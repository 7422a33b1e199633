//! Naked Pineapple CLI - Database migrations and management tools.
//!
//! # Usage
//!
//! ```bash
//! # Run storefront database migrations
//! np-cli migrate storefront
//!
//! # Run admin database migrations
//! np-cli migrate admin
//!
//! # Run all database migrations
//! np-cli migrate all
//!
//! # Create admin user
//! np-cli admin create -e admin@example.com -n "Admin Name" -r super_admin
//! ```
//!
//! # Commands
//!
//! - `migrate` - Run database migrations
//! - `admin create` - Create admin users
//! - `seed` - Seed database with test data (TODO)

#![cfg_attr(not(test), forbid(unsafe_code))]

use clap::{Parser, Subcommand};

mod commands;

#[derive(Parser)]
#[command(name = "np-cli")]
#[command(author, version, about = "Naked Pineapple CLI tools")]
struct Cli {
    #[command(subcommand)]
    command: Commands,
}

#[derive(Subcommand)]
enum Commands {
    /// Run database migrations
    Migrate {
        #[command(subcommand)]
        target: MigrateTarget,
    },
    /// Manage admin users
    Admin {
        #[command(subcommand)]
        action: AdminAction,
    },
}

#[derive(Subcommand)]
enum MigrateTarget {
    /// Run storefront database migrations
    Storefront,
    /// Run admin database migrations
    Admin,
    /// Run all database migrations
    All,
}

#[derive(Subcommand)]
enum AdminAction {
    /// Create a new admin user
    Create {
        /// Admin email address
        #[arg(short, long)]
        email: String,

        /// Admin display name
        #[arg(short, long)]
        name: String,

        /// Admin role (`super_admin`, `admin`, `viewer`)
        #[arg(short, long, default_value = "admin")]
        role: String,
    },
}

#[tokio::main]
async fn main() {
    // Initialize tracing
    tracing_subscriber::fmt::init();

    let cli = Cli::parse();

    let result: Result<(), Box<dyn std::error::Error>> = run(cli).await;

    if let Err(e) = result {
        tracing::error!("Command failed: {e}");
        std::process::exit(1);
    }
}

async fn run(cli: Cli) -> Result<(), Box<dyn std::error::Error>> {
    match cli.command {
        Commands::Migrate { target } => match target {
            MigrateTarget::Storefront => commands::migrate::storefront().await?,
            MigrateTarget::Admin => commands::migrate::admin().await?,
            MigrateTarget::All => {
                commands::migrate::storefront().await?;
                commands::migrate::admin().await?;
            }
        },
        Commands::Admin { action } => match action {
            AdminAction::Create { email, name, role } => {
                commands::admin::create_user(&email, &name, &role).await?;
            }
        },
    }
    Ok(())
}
· · ·
Task statement ▸ Scan the records for the word "Pineapple", and copy each line where it is found.

Problem solution ▸
//! Naked Pineapple CLI - Database migrations and management tools.
#[command(author, version, about = "Naked Pineapple CLI tools")]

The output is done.